Repeat the lines below exactly as written, please, from the line with "#[arg(long, global = true)]" to the line with "name (case-insensitive substring)", both lines included, and no others.

(Excerpts from a dataset)
..........

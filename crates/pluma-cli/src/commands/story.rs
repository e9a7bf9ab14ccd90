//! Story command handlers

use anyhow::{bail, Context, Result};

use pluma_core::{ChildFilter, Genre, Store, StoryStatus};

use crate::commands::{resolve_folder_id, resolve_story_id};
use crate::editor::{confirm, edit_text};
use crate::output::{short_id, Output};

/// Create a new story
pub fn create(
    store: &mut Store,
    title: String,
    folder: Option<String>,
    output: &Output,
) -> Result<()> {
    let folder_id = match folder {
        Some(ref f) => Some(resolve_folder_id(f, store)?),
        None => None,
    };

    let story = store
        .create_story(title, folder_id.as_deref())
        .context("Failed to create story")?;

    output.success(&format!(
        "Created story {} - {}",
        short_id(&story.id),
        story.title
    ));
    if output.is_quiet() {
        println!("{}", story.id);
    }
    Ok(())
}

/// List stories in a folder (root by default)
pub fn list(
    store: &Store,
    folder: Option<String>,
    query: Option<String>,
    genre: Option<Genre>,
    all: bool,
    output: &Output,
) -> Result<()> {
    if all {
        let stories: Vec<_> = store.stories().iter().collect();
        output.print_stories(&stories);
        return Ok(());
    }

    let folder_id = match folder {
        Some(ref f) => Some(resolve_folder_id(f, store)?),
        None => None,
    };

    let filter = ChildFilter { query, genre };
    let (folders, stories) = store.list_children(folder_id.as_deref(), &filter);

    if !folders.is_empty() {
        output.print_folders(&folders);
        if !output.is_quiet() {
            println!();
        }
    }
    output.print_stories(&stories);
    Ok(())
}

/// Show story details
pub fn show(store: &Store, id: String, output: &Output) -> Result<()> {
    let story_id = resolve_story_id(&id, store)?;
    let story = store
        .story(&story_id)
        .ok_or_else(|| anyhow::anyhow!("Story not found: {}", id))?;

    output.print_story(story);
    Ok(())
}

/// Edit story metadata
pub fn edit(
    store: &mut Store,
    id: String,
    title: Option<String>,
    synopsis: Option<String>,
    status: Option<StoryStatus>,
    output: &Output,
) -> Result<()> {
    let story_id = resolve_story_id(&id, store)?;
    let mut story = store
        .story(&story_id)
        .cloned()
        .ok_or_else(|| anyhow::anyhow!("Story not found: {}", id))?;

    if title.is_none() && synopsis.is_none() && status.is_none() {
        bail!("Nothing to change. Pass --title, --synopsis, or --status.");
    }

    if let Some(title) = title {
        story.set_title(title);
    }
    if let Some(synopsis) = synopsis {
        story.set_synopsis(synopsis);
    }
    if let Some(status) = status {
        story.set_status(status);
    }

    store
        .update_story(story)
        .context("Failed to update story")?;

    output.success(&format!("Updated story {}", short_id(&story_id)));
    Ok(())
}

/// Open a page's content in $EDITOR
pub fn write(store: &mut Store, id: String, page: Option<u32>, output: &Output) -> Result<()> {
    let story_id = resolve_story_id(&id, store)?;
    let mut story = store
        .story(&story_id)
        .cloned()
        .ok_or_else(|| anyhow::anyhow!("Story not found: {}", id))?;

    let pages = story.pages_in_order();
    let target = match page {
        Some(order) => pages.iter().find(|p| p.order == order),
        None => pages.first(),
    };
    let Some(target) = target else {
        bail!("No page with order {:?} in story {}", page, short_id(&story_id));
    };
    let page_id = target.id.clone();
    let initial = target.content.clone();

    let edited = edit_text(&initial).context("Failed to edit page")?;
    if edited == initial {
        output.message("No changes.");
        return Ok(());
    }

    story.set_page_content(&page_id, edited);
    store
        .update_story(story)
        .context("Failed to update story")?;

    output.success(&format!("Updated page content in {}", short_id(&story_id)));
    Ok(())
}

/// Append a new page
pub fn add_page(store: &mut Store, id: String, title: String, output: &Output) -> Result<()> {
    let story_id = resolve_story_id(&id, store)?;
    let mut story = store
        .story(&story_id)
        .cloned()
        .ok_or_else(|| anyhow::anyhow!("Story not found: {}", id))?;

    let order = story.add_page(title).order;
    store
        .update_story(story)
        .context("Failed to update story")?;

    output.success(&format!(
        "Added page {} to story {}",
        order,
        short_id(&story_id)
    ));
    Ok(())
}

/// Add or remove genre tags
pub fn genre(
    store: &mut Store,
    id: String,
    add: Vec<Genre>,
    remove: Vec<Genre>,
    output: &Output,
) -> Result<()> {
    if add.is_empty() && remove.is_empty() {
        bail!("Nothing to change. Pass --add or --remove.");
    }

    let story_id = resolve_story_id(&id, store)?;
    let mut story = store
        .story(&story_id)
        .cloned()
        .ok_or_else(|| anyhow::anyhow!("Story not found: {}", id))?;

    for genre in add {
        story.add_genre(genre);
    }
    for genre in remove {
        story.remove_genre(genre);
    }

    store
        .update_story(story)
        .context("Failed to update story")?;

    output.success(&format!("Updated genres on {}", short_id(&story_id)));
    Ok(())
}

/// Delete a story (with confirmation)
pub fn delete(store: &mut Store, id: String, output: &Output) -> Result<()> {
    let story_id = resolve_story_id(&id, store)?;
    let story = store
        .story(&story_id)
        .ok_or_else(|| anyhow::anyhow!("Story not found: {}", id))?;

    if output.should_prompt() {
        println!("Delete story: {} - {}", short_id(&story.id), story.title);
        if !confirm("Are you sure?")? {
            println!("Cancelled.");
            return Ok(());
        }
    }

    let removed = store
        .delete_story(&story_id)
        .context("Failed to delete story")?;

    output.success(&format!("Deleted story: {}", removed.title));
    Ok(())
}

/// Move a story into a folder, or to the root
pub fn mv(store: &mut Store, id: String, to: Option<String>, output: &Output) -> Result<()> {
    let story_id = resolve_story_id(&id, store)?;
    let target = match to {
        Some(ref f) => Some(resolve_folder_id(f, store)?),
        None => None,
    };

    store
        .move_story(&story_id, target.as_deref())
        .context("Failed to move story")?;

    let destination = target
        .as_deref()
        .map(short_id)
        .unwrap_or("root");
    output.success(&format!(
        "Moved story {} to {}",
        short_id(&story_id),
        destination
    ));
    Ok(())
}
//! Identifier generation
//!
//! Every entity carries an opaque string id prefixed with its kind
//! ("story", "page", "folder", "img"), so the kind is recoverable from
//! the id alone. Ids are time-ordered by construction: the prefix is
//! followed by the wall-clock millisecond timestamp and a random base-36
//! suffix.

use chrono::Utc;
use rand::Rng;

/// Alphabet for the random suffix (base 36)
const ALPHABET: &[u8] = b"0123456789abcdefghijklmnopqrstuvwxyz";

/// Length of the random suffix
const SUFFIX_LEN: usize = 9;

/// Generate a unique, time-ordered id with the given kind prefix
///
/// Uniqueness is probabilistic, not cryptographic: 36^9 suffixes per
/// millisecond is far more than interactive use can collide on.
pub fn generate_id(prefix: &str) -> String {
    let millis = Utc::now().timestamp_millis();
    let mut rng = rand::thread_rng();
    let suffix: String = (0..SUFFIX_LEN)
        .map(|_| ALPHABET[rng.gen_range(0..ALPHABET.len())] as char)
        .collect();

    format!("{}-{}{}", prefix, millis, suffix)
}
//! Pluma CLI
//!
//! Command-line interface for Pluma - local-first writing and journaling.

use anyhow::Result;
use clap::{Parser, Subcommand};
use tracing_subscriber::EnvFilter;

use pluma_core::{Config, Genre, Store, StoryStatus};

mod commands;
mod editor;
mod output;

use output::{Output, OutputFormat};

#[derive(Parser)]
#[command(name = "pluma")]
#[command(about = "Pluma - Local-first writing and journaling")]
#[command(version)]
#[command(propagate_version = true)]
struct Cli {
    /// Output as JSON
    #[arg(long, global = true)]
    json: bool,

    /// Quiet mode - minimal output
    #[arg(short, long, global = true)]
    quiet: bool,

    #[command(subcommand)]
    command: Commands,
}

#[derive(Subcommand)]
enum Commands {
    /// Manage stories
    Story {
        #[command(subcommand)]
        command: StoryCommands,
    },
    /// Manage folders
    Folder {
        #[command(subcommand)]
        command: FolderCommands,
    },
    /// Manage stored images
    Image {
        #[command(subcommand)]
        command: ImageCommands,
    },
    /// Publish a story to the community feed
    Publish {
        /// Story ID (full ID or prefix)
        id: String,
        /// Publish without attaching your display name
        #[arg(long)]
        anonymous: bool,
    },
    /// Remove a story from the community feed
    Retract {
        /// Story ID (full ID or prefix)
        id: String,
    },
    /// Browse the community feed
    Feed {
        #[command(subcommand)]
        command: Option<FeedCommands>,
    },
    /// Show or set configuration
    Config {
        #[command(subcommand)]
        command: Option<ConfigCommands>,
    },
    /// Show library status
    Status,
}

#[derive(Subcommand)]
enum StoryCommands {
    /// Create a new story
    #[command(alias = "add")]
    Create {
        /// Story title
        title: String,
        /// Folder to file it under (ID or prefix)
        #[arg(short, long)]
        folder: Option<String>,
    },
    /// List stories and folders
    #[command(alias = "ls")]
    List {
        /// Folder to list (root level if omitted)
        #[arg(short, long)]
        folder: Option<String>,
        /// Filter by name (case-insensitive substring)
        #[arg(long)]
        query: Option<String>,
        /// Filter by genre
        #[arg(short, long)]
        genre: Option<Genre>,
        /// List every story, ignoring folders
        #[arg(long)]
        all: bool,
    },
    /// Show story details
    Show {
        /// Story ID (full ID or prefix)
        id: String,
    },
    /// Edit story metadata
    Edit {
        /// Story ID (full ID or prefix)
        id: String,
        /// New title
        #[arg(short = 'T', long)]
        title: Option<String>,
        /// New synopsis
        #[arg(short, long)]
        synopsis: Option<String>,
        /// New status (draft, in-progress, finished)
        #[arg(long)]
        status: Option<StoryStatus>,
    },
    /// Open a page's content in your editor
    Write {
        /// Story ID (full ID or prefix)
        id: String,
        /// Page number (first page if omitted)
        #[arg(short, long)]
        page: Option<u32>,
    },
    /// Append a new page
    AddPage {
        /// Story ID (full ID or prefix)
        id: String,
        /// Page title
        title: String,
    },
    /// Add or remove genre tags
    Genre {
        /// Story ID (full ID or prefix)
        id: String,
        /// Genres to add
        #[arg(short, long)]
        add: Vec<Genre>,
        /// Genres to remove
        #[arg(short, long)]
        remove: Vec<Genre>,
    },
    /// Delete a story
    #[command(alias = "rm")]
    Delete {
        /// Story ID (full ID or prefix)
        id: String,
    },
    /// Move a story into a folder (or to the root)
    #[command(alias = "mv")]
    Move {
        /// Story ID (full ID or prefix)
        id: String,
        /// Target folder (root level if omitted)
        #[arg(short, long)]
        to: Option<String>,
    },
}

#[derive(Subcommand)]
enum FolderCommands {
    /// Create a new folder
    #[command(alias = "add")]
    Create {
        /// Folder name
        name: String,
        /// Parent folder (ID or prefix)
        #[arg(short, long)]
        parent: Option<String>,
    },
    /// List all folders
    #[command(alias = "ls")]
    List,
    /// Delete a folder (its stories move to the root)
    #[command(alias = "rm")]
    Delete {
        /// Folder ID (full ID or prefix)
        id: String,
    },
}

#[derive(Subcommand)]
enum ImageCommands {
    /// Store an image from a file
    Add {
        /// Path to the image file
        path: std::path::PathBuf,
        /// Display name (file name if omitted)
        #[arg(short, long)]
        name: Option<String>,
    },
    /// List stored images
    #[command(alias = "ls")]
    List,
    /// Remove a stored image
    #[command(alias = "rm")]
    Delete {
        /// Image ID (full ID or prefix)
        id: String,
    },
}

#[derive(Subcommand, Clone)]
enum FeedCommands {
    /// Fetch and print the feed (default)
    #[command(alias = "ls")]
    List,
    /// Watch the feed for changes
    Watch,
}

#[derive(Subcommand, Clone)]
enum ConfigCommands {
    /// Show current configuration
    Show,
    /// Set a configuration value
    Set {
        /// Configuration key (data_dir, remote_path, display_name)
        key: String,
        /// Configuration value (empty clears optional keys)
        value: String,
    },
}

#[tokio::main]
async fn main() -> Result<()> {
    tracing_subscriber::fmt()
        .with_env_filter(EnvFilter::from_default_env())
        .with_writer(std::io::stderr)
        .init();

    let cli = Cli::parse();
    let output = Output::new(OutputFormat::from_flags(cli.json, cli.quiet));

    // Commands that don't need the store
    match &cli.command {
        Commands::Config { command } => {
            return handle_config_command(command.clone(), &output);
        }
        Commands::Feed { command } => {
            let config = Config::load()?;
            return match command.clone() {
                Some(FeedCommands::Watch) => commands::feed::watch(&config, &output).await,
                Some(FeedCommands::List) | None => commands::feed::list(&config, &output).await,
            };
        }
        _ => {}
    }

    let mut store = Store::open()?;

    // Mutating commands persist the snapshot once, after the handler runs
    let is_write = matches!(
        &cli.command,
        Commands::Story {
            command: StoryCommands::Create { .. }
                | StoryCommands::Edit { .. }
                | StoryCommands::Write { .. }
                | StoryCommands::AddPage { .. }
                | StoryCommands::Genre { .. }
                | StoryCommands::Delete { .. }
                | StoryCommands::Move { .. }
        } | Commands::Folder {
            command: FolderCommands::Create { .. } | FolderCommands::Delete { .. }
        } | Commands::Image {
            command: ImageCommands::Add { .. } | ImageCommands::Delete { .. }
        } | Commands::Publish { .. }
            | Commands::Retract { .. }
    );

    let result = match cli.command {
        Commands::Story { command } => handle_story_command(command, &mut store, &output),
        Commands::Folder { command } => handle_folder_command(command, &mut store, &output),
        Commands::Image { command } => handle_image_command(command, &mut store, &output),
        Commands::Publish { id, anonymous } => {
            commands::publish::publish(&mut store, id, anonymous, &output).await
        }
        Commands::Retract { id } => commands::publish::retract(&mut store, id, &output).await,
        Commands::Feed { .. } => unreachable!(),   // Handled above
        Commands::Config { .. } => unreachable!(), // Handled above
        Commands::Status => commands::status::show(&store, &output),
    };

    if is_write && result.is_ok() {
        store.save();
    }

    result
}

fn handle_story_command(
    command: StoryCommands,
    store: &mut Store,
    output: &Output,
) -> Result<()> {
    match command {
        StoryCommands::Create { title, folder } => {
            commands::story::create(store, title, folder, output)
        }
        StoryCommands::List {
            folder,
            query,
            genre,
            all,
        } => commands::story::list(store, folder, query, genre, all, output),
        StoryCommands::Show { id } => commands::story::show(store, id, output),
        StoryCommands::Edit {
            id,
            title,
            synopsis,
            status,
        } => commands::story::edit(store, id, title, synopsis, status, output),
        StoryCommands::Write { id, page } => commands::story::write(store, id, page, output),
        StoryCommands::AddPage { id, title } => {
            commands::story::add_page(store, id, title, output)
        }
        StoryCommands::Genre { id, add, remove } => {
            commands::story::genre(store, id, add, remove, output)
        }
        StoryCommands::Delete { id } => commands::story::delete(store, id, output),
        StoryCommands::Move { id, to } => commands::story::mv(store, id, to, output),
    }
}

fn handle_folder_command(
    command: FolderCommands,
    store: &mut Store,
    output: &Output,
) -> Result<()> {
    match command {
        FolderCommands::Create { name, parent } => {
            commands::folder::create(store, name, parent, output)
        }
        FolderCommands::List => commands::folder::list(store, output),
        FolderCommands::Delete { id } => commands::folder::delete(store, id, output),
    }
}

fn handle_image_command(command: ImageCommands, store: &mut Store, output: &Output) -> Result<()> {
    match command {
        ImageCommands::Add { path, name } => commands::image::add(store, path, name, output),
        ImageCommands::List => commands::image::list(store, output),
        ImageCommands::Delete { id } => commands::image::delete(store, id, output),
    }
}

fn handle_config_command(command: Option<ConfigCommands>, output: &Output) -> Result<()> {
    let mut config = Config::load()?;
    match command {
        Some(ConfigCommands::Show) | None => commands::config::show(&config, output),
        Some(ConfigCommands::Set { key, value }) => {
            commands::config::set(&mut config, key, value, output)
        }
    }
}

..........

- **Task response**:
    #[arg(long, global = true)]
    json: bool,

    /// Quiet mode - minimal output
    #[arg(short, long, global = true)]
    quiet: bool,

    #[command(subcommand)]
    command: Commands,
}

#[derive(Subcommand)]
enum Commands {
    /// Manage stories
    Story {
        #[command(subcommand)]
        command: StoryCommands,
    },
    /// Manage folders
    Folder {
        #[command(subcommand)]
        command: FolderCommands,
    },
    /// Manage stored images
    Image {
        #[command(subcommand)]
        command: ImageCommands,
    },
    /// Publish a story to the community feed
    Publish {
        /// Story ID (full ID or prefix)
        id: String,
        /// Publish without attaching your display name
        #[arg(long)]
        anonymous: bool,
    },
    /// Remove a story from the community feed
    Retract {
        /// Story ID (full ID or prefix)
        id: String,
    },
    /// Browse the community feed
    Feed {
        #[command(subcommand)]
        command: Option<FeedCommands>,
    },
    /// Show or set configuration
    Config {
        #[command(subcommand)]
        command: Option<ConfigCommands>,
    },
    /// Show library status
    Status,
}

#[derive(Subcommand)]
enum StoryCommands {
    /// Create a new story
    #[command(alias = "add")]
    Create {
        /// Story title
        title: String,
        /// Folder to file it under (ID or prefix)
        #[arg(short, long)]
        folder: Option<String>,
    },
    /// List stories and folders
    #[command(alias = "ls")]
    List {
        /// Folder to list (root level if omitted)
        #[arg(short, long)]
        folder: Option<String>,
        /// Filter by name (case-insensitive substring)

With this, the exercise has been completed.